#### THE PROBLEM:
Would you find each line in the entries below with the string "millis" and copy it?

#### GIVEN DATA:
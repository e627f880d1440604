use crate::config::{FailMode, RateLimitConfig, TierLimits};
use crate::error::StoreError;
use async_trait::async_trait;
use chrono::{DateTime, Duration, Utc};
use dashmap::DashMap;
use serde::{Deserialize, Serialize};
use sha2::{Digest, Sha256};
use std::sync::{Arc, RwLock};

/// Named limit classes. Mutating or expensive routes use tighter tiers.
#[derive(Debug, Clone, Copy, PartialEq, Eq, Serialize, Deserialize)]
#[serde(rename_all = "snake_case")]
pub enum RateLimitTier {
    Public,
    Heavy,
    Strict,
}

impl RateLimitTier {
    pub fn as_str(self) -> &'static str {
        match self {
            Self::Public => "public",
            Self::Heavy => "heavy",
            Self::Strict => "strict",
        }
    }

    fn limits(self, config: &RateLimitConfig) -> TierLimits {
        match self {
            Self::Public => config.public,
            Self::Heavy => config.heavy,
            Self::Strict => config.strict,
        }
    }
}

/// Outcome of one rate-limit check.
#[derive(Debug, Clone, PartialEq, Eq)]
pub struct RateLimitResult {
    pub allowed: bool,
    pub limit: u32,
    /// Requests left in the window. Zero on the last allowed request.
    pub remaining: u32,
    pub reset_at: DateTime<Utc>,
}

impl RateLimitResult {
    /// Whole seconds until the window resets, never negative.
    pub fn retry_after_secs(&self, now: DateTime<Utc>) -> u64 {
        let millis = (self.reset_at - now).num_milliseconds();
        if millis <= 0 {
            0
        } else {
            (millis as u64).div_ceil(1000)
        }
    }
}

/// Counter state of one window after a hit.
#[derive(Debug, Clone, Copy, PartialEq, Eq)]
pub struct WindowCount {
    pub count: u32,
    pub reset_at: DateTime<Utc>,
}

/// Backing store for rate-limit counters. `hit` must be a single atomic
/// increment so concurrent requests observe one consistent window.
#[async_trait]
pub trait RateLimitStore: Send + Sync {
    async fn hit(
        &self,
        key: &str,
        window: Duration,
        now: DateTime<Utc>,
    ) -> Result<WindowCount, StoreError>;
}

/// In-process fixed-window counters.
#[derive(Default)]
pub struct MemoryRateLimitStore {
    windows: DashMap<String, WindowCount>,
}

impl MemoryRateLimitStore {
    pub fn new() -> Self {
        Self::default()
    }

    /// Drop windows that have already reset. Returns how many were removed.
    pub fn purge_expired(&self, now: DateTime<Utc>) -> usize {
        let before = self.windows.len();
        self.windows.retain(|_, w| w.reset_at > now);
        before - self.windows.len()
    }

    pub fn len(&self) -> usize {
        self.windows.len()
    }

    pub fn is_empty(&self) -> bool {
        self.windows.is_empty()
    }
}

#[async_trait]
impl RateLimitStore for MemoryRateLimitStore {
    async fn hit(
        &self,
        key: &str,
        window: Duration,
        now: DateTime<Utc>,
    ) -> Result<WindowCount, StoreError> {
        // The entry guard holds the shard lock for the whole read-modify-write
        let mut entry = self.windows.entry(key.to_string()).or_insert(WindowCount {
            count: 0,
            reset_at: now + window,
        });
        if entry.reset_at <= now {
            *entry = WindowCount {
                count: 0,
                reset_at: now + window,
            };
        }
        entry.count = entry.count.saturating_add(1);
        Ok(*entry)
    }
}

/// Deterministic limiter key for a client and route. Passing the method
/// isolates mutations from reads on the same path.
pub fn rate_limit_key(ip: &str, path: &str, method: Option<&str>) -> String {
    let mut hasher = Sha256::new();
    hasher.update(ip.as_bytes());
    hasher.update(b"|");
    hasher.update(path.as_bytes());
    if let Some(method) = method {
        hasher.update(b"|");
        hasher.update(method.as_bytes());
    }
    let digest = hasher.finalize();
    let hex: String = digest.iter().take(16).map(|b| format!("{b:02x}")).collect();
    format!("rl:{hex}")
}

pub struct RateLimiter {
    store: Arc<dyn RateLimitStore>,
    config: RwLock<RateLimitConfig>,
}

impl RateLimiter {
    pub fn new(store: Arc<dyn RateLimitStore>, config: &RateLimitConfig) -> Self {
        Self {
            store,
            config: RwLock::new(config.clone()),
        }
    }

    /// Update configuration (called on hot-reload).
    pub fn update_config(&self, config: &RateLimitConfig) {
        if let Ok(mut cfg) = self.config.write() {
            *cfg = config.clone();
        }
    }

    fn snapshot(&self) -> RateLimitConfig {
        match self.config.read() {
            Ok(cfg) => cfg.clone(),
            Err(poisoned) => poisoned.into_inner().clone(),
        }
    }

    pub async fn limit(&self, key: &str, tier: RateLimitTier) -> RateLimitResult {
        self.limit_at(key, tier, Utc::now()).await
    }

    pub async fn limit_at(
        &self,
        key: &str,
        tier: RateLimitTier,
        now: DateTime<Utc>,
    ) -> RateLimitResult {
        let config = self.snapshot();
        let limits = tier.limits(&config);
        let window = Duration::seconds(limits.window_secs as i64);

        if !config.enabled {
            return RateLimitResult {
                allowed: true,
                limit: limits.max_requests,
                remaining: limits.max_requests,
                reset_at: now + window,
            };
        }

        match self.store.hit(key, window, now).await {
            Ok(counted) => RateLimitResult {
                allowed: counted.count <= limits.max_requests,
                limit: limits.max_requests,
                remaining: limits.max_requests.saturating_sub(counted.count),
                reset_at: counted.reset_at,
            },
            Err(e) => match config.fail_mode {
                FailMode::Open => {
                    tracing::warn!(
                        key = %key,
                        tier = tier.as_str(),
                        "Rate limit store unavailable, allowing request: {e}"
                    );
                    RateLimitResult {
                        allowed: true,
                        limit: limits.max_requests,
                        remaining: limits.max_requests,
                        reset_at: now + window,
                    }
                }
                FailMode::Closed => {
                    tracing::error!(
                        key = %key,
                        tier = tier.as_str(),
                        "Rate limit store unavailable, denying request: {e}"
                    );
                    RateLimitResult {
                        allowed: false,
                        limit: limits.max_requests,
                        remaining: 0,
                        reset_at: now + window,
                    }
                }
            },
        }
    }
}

#### ANSWER FOR THIS EXERCISE:
        let millis = (self.reset_at - now).num_milliseconds();
        if millis <= 0 {
            (millis as u64).div_ceil(1000)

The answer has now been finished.